Em dezembro do ano passado, já com conhecimento das fraudes, a Associação Brasileira de Defesa dos Clientes e Consumidores de Operações Financeiras e Bancárias (Abradeb) processou o INSS devido aos descontos indevidos em aposentadorias praticados por associações sem fins lucrativos.
A Abradeb cobra R$ 112,3 bilhões ao INSS em danos materiais individuais, dano moral coletivo e dano social.

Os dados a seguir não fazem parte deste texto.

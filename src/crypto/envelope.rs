// SPDX-License-Identifier: AGPL-3.0-or-later
//
// Copyright (C) 2026 Journal Vault

//! The at-rest representation of an encrypted payload.
//!
//! An envelope is the explicit (ciphertext, nonce, tag) triple produced by
//! AES-256-GCM. The three fields serialize as Base64 strings, so a corrupted
//! or hand-edited record fails JSON/Base64 parsing, visibly distinct from an
//! authentication failure during decryption.

use serde::{Deserialize, Serialize};

/// Encrypted payload: AES-256-GCM ciphertext with its nonce and tag.
#[derive(Debug, Clone, PartialEq, Eq, Serialize, Deserialize)]
pub struct Envelope {
    /// Ciphertext bytes (without the appended GCM tag).
    #[serde(with = "b64")]
    pub ciphertext: Vec<u8>,
    /// 96-bit nonce, unique per encryption.
    #[serde(with = "b64")]
    pub nonce: Vec<u8>,
    /// 128-bit GCM authentication tag.
    #[serde(with = "b64")]
    pub tag: Vec<u8>,
}

/// Serde helpers encoding byte fields as standard Base64 strings.
pub(crate) mod b64 {
    use base64ct::{Base64, Encoding};
    use serde::{Deserialize, Deserializer, Serializer};

    pub fn serialize<S: Serializer>(bytes: &[u8], serializer: S) -> Result<S::Ok, S::Error> {
        serializer.serialize_str(&Base64::encode_string(bytes))
    }

    pub fn deserialize<'de, D: Deserializer<'de>>(deserializer: D) -> Result<Vec<u8>, D::Error> {
        let encoded = String::deserialize(deserializer)?;
        Base64::decode_vec(&encoded).map_err(serde::de::Error::custom)
    }
}

/// Serde helpers for optional byte fields (e.g. a not-yet-provisioned salt).
pub(crate) mod b64_opt {
    use base64ct::{Base64, Encoding};
    use serde::{Deserialize, Deserializer, Serializer};

    pub fn serialize<S: Serializer>(
        bytes: &Option<Vec<u8>>,
        serializer: S,
    ) -> Result<S::Ok, S::Error> {
        match bytes {
            Some(bytes) => serializer.serialize_some(&Base64::encode_string(bytes)),
            None => serializer.serialize_none(),
        }
    }

    pub fn deserialize<'de, D: Deserializer<'de>>(
        deserializer: D,
    ) -> Result<Option<Vec<u8>>, D::Error> {
        match Option::<String>::deserialize(deserializer)? {
            Some(encoded) => Base64::decode_vec(&encoded)
                .map(Some)
                .map_err(serde::de::Error::custom),
            None => Ok(None),
        }
    }
}

#[cfg(test)]
mod tests {
    use super::*;

    #[test]
    fn envelope_round_trips_through_json() {
        let envelope = Envelope {
            ciphertext: vec![1, 2, 3, 255],
            nonce: vec![0; 12],
            tag: vec![9; 16],
        };

        let json = serde_json::to_string(&envelope).unwrap();
        let parsed: Envelope = serde_json::from_str(&json).unwrap();
        assert_eq!(parsed, envelope);
    }

    #[test]
    fn envelope_fields_are_base64_strings() {
        let envelope = Envelope {
            ciphertext: b"hello".to_vec(),
            nonce: vec![0; 12],
            tag: vec![0; 16],
        };

        let value: serde_json::Value = serde_json::to_value(&envelope).unwrap();
        assert_eq!(value["ciphertext"], "aGVsbG8=");
        assert!(value["nonce"].is_string());
        assert!(value["tag"].is_string());
    }

    #[test]
    fn invalid_base64_is_a_parse_error() {
        let json = r#"{"ciphertext":"not base64!!","nonce":"AAAA","tag":"AAAA"}"#;
        assert!(serde_json::from_str::<Envelope>(json).is_err());
    }
}
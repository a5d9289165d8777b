// SPDX-License-Identifier: AGPL-3.0-or-later
//
// Copyright (C) 2026 Journal Vault

//! Journal entry persistence.
//!
//! Rows are keyed by the `(owner_id, entry_id)` composite, so every read and
//! write predicate matches id and owner together: there is no code path
//! that addresses an entry by id alone, and a guessed id under the wrong
//! owner resolves to a different (absent) key.

use chrono::{DateTime, Utc};
use redb::ReadableTable;
use serde::{Deserialize, Serialize};
use utoipa::ToSchema;

use crate::crypto::Envelope;

use super::database::{
    next_id, StorageError, StorageResult, VaultDatabase, ENTRIES, ENTRY_ID_COUNTER, USERS,
};

/// Stored journal entry. Title is plaintext (and searchable); content and
/// tags exist only as envelopes.
#[derive(Debug, Clone, Serialize, Deserialize)]
pub struct StoredEntry {
    pub entry_id: u64,
    pub owner_id: u64,
    pub title: String,
    pub content: Envelope,
    #[serde(default, skip_serializing_if = "Option::is_none")]
    pub tags: Option<Envelope>,
    pub created_at: DateTime<Utc>,
    pub updated_at: DateTime<Utc>,
}

/// Metadata projection for index views; never carries envelopes.
#[derive(Debug, Clone, PartialEq, Eq, Serialize, ToSchema)]
pub struct EntryMetadata {
    pub entry_id: u64,
    pub title: String,
    pub created_at: DateTime<Utc>,
    pub updated_at: DateTime<Utc>,
}

impl From<&StoredEntry> for EntryMetadata {
    fn from(entry: &StoredEntry) -> Self {
        Self {
            entry_id: entry.entry_id,
            title: entry.title.clone(),
            created_at: entry.created_at,
            updated_at: entry.updated_at,
        }
    }
}

/// Partial update applied by `update`. `tags: Some(None)` clears the tag
/// envelope; `tags: None` leaves it untouched.
#[derive(Debug, Default)]
pub struct EntryPatch {
    pub title: Option<String>,
    pub content: Option<Envelope>,
    pub tags: Option<Option<Envelope>>,
}

/// Repository for journal entries on the shared vault database.
pub struct JournalRepository<'a> {
    db: &'a VaultDatabase,
}

impl<'a> JournalRepository<'a> {
    pub fn new(db: &'a VaultDatabase) -> Self {
        Self { db }
    }

    /// Persist a new entry and return its id.
    ///
    /// The owner must exist; entries never outlive or predate their user.
    pub fn insert(
        &self,
        owner_id: u64,
        title: String,
        content: Envelope,
        tags: Option<Envelope>,
    ) -> StorageResult<u64> {
        let now = Utc::now();
        let write_txn = self.db.begin_write()?;
        let entry_id = {
            let users = write_txn.open_table(USERS)?;
            if users.get(owner_id)?.is_none() {
                return Err(StorageError::UnknownUser(owner_id));
            }
            drop(users);

            let entry_id = next_id(&write_txn, ENTRY_ID_COUNTER)?;
            let entry = StoredEntry {
                entry_id,
                owner_id,
                title,
                content,
                tags,
                created_at: now,
                updated_at: now,
            };
            let mut entries = write_txn.open_table(ENTRIES)?;
            entries.insert((owner_id, entry_id), serde_json::to_vec(&entry)?.as_slice())?;
            entry_id
        };
        write_txn.commit()?;
        Ok(entry_id)
    }

    /// Apply a patch to an entry. Returns false (and mutates nothing) when
    /// the (id, owner) pair does not exist, including a correct id under
    /// the wrong owner.
    pub fn update(&self, entry_id: u64, owner_id: u64, patch: EntryPatch) -> StorageResult<bool> {
        let write_txn = self.db.begin_write()?;
        let changed = {
            let mut entries = write_txn.open_table(ENTRIES)?;
            let existing: Option<StoredEntry> = match entries.get((owner_id, entry_id))? {
                Some(value) => Some(serde_json::from_slice(value.value())?),
                None => None,
            };

            match existing {
                None => false,
                Some(mut entry) => {
                    if let Some(title) = patch.title {
                        entry.title = title;
                    }
                    if let Some(content) = patch.content {
                        entry.content = content;
                    }
                    if let Some(tags) = patch.tags {
                        entry.tags = tags;
                    }
                    entry.updated_at = Utc::now();
                    entries
                        .insert((owner_id, entry_id), serde_json::to_vec(&entry)?.as_slice())?;
                    true
                }
            }
        };
        if changed {
            write_txn.commit()?;
        } else {
            write_txn.abort()?;
        }
        Ok(changed)
    }

    /// Delete an entry. Returns false when the (id, owner) pair is absent.
    pub fn delete(&self, entry_id: u64, owner_id: u64) -> StorageResult<bool> {
        let write_txn = self.db.begin_write()?;
        let removed = {
            let mut entries = write_txn.open_table(ENTRIES)?;
            let removed = entries.remove((owner_id, entry_id))?.is_some();
            removed
        };
        if removed {
            write_txn.commit()?;
        } else {
            write_txn.abort()?;
        }
        Ok(removed)
    }

    /// Load a full row including envelopes, or None for a mismatched owner.
    pub fn fetch_full(&self, entry_id: u64, owner_id: u64) -> StorageResult<Option<StoredEntry>> {
        let read_txn = self.db.begin_read()?;
        let entries = read_txn.open_table(ENTRIES)?;
        match entries.get((owner_id, entry_id))? {
            Some(value) => Ok(Some(serde_json::from_slice(value.value())?)),
            None => Ok(None),
        }
    }

    /// Paginated metadata listing, newest first. Returns the page plus the
    /// user's total entry count.
    pub fn list_metadata(
        &self,
        owner_id: u64,
        page: usize,
        limit: usize,
    ) -> StorageResult<(Vec<EntryMetadata>, u64)> {
        let read_txn = self.db.begin_read()?;
        let entries = read_txn.open_table(ENTRIES)?;

        let mut total = 0u64;
        let mut rows = Vec::new();
        let skip = page.saturating_sub(1) * limit;

        for item in entries.range((owner_id, 0)..=(owner_id, u64::MAX))?.rev() {
            let (_, value) = item?;
            let index = total as usize;
            total += 1;
            if index < skip || rows.len() >= limit {
                continue;
            }
            match serde_json::from_slice::<StoredEntry>(value.value()) {
                Ok(entry) => rows.push(EntryMetadata::from(&entry)),
                Err(e) => {
                    tracing::warn!(owner_id, error = %e, "skipping unreadable journal row");
                }
            }
        }
        Ok((rows, total))
    }

    /// Case-insensitive substring search over plaintext titles, newest first.
    pub fn search_titles(
        &self,
        owner_id: u64,
        query: &str,
        limit: usize,
    ) -> StorageResult<Vec<EntryMetadata>> {
        let needle = query.to_lowercase();
        let read_txn = self.db.begin_read()?;
        let entries = read_txn.open_table(ENTRIES)?;

        let mut rows = Vec::new();
        for item in entries.range((owner_id, 0)..=(owner_id, u64::MAX))?.rev() {
            let (_, value) = item?;
            let entry: StoredEntry = match serde_json::from_slice(value.value()) {
                Ok(entry) => entry,
                Err(e) => {
                    tracing::warn!(owner_id, error = %e, "skipping unreadable journal row");
                    continue;
                }
            };
            if entry.title.to_lowercase().contains(&needle) {
                rows.push(EntryMetadata::from(&entry));
                if rows.len() >= limit {
                    break;
                }
            }
        }
        Ok(rows)
    }

    /// Total number of entries for a user.
    pub fn count(&self, owner_id: u64) -> StorageResult<u64> {
        let read_txn = self.db.begin_read()?;
        let entries = read_txn.open_table(ENTRIES)?;
        let mut count = 0;
        for item in entries.range((owner_id, 0)..=(owner_id, u64::MAX))? {
            item?;
            count += 1;
        }
        Ok(count)
    }

    /// Load every full row for a user (offline rekey sweeps).
    pub fn fetch_all(&self, owner_id: u64) -> StorageResult<Vec<StoredEntry>> {
        let read_txn = self.db.begin_read()?;
        let entries = read_txn.open_table(ENTRIES)?;
        let mut rows = Vec::new();
        for item in entries.range((owner_id, 0)..=(owner_id, u64::MAX))? {
            let (_, value) = item?;
            rows.push(serde_json::from_slice(value.value())?);
        }
        Ok(rows)
    }
}
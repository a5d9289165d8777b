// SPDX-License-Identifier: AGPL-3.0-or-later
//
// Copyright (C) 2026 Journal Vault

//! Liveness probe.

use axum::Json;
use serde::Serialize;
use utoipa::ToSchema;

#[derive(Debug, Serialize, ToSchema)]
pub struct HealthResponse {
    pub status: &'static str,
}

#[utoipa::path(
    get,
    path = "/v1/health",
    tag = "Health",
    responses((status = 200, body = HealthResponse))
)]
pub async fn health() -> Json<HealthResponse> {
    Json(HealthResponse { status: "ok" })
}
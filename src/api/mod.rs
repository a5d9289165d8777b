// SPDX-License-Identifier: AGPL-3.0-or-later
//
// Copyright (C) 2026 Journal Vault

use axum::{
    routing::{get, post},
    Router,
};
use tower_http::{cors::CorsLayer, trace::TraceLayer};
use utoipa::OpenApi;
use utoipa_swagger_ui::SwaggerUi;

use crate::{
    models::{
        AccountResponse, BalanceResponse, CreateEntryRequest, CreateEntryResponse,
        EntryListResponse, EntryResponse, Pagination, SearchResponse, TopUpRequest,
        UpdateEntryRequest,
    },
    state::AppState,
    storage::{CreditTransaction, EntryMetadata, TransactionKind},
};

pub mod accounts;
pub mod credits;
pub mod entries;
pub mod health;

pub fn router(state: AppState) -> Router {
    let v1_routes = Router::new()
        .route("/health", get(health::health))
        .route("/accounts", post(accounts::create_account))
        .route(
            "/account",
            get(accounts::get_account).delete(accounts::delete_account),
        )
        .route("/credits", get(credits::credit_status))
        .route("/credits/history", get(credits::credit_history))
        .route("/credits/topup", post(credits::top_up))
        .route(
            "/journal/entries",
            get(entries::list_entries).post(entries::create_entry),
        )
        .route("/journal/entries/search", get(entries::search_entries))
        .route(
            "/journal/entries/{entry_id}",
            get(entries::get_entry)
                .put(entries::update_entry)
                .delete(entries::delete_entry),
        )
        .with_state(state);

    Router::new()
        .nest("/v1", v1_routes)
        .merge(SwaggerUi::new("/docs").url("/api-doc/openapi.json", ApiDoc::openapi()))
        .layer(CorsLayer::permissive())
        .layer(TraceLayer::new_for_http())
}

#[derive(OpenApi)]
#[openapi(
    paths(
        health::health,
        accounts::create_account,
        accounts::get_account,
        accounts::delete_account,
        credits::credit_status,
        credits::credit_history,
        credits::top_up,
        entries::create_entry,
        entries::list_entries,
        entries::search_entries,
        entries::get_entry,
        entries::update_entry,
        entries::delete_entry
    ),
    components(
        schemas(
            health::HealthResponse,
            AccountResponse,
            BalanceResponse,
            CreateEntryRequest,
            CreateEntryResponse,
            CreditTransaction,
            EntryListResponse,
            EntryMetadata,
            EntryResponse,
            Pagination,
            SearchResponse,
            TopUpRequest,
            TransactionKind,
            UpdateEntryRequest
        )
    ),
    tags(
        (name = "Health", description = "Liveness"),
        (name = "Accounts", description = "Account lifecycle"),
        (name = "Credits", description = "Prepaid credit balance and history"),
        (name = "Journal", description = "Encrypted journal entries")
    )
)]
struct ApiDoc;

#[cfg(test)]
pub(crate) mod test_support {
    use crate::crypto::EncryptionEngine;
    use crate::service::JournalService;
    use crate::state::AppState;
    use crate::storage::VaultDatabase;

    /// AppState over a throwaway database, with a fast KDF for tests.
    pub(crate) fn test_state(welcome_credits: i64) -> (AppState, tempfile::TempDir) {
        let dir = tempfile::tempdir().unwrap();
        let db = VaultDatabase::open(&dir.path().join("test.redb")).unwrap();
        let engine = EncryptionEngine::new(b"test-service-secret-0123456789ab".to_vec(), 1_000);
        let service = JournalService::new(db, engine, welcome_credits);
        (AppState::new(service), dir)
    }
}

#[cfg(test)]
mod tests {
    use super::*;

    #[tokio::test]
    async fn router_builds_with_all_routes() {
        let (state, _dir) = test_support::test_state(5);
        let app = router(state);
        // Ensure the router can be converted into a service without panicking.
        let _ = app.into_make_service();
    }
}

De acordo com levantamento feito pela Abradeb, cerca de R$ 300 milhões estavam sendo desviados a cada mês de aposentadorias por meio de descontos ilegais.
O presidente da associação, Raimundo Nonato, disse à CNN que a descoberta teve início a partir de relatos de associados que os procuraram dizendo não saber a origem de determinados descontos em seus extratos do INSS.
“A partir disso, o setor jurídico passou a investigar o caso e identificou que se tratava de descontos supostamente associativos. Diante da gravidade do que se desenhava, aprofundamos as pesquisas e encontramos um acórdão do Tribunal de Contas da União que apontava para um cenário alarmante: número exorbitante de reclamações, crescimento explosivo de associados em um curtíssimo espaço de tempo, e repasses milionários às entidades conveniadas ao INSS, especialmente a partir de 2021”, detalhou.
A entidade, então, fez um levantamento dos Acordos de Cooperação Técnica em vigor e dos repasses financeiros realizados ao longo dos últimos 10 anos, cruzaram essas informações com dados públicos do portal da transparência, processos judiciais e relatos de pessoas que diziam jamais ter autorizado desconto algum.
A associação estima, nesse levantamento, que mais de 7,8 milhões de aposentados e pensionistas estavam sendo lesados por esse esquema, e que, nos últimos 10 anos, os valores desviados ultrapassaram a marca de R$ 10 bilhões.
Vítimas analfabetas e de zona rural
Segundo dados do inquérito da Polícia Federal, obtido pela CNN, os aposentados da zona rural correspondem a 67% das vítimas do esquema bilionário de fraudes do INSS.
“Tal distinção é relevante tendo em vista as diversas peculiaridades que envolvem os descontos associativos, desde a exigência de autorização para o desconto, passando pelo acesso a possíveis serviços a serem prestados, até dificuldade/facilidade para cancelar os descontos indevidos, dada a dificuldade de acesso à internet em comunidades rurais, bem como para deslocamento a uma agência do INSS e para acesso aos possíveis serviços eventualmente disponibilizados pelas entidades associativas”, diz o documento.
A investigação também aponta que pessoas completamente vulneráveis foram vítimas da fraude bilionária.
O relatório da PF detalha que moradores de zonas rurais com dificuldades para se deslocar até um posto da Previdência Social, pessoas com deficiência, doentes com impossibilidade de locomoção, indígenas e analfabetos foram lesados.